What needs to be done:
Go through the entries below and work out how many lines include "ReplyDto". Answer with the number only.

Top of Provided entries

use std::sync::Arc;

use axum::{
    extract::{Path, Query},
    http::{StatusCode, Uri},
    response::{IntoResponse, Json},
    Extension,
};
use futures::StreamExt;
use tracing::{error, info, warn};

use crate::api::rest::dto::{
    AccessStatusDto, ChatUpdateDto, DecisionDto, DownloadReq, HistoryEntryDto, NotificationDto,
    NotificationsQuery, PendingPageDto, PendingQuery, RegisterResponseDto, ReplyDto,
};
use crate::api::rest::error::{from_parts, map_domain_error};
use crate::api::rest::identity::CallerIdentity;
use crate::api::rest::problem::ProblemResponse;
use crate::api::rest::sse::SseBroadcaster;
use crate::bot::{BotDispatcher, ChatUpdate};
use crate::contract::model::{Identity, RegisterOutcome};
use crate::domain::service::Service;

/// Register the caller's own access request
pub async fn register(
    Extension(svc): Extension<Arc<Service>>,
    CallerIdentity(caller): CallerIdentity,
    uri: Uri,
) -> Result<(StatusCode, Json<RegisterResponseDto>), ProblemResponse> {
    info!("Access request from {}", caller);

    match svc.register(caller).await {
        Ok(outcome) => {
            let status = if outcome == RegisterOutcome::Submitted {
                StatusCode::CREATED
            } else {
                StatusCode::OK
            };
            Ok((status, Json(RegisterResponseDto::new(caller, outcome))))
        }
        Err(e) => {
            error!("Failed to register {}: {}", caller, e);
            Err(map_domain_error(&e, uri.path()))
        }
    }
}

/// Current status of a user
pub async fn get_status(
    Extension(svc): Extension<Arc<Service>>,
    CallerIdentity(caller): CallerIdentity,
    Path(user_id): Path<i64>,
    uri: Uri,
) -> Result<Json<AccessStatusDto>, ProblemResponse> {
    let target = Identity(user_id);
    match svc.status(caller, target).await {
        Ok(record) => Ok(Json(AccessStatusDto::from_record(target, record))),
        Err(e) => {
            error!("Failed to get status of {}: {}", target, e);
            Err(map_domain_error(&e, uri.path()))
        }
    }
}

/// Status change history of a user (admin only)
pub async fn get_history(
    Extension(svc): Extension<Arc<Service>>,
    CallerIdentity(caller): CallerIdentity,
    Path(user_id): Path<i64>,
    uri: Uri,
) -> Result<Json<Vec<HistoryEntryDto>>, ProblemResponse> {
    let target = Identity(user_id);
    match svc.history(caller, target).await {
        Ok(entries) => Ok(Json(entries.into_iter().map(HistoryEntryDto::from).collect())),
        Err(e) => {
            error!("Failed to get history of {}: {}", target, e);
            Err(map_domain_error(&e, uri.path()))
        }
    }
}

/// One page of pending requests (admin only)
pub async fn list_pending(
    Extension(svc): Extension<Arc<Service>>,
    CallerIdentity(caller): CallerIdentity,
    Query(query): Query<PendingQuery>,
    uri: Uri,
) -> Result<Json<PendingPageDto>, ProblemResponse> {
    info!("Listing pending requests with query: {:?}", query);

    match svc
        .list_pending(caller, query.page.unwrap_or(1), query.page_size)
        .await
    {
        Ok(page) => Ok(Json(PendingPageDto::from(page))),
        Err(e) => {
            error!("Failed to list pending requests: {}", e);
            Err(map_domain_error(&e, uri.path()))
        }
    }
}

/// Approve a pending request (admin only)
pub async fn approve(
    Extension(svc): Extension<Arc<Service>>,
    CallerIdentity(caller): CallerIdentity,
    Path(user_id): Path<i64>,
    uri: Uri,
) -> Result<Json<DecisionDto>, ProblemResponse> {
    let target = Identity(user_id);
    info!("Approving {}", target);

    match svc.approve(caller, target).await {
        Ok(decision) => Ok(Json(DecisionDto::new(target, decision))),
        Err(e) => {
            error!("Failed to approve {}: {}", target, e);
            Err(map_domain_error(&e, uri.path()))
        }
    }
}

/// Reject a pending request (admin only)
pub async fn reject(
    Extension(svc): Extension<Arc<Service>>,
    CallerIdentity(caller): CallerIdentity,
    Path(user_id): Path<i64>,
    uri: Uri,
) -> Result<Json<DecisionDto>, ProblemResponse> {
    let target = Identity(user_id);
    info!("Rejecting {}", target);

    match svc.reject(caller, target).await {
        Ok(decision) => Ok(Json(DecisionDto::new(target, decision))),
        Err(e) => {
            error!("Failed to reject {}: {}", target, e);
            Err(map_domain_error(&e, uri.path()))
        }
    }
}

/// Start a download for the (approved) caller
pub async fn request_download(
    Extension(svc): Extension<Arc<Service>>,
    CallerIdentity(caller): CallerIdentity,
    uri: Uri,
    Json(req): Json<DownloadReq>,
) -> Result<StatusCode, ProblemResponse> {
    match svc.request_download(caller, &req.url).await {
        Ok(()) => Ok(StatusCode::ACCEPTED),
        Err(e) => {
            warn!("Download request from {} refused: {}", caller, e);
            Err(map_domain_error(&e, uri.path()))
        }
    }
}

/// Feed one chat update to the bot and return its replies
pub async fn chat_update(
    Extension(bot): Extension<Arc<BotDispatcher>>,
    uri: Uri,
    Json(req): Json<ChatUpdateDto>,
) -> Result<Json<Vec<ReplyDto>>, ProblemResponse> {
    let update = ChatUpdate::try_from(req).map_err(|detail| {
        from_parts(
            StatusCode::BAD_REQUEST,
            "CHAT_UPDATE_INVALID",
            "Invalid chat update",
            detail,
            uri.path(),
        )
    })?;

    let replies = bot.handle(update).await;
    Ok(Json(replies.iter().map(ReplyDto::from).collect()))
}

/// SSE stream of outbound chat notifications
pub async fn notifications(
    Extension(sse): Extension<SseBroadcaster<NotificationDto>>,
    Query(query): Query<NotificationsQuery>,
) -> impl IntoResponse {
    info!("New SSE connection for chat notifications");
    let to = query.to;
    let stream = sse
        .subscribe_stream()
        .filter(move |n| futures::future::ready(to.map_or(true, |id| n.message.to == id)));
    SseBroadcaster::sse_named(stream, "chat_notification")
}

Bottom of Provided entries

Written solution:
3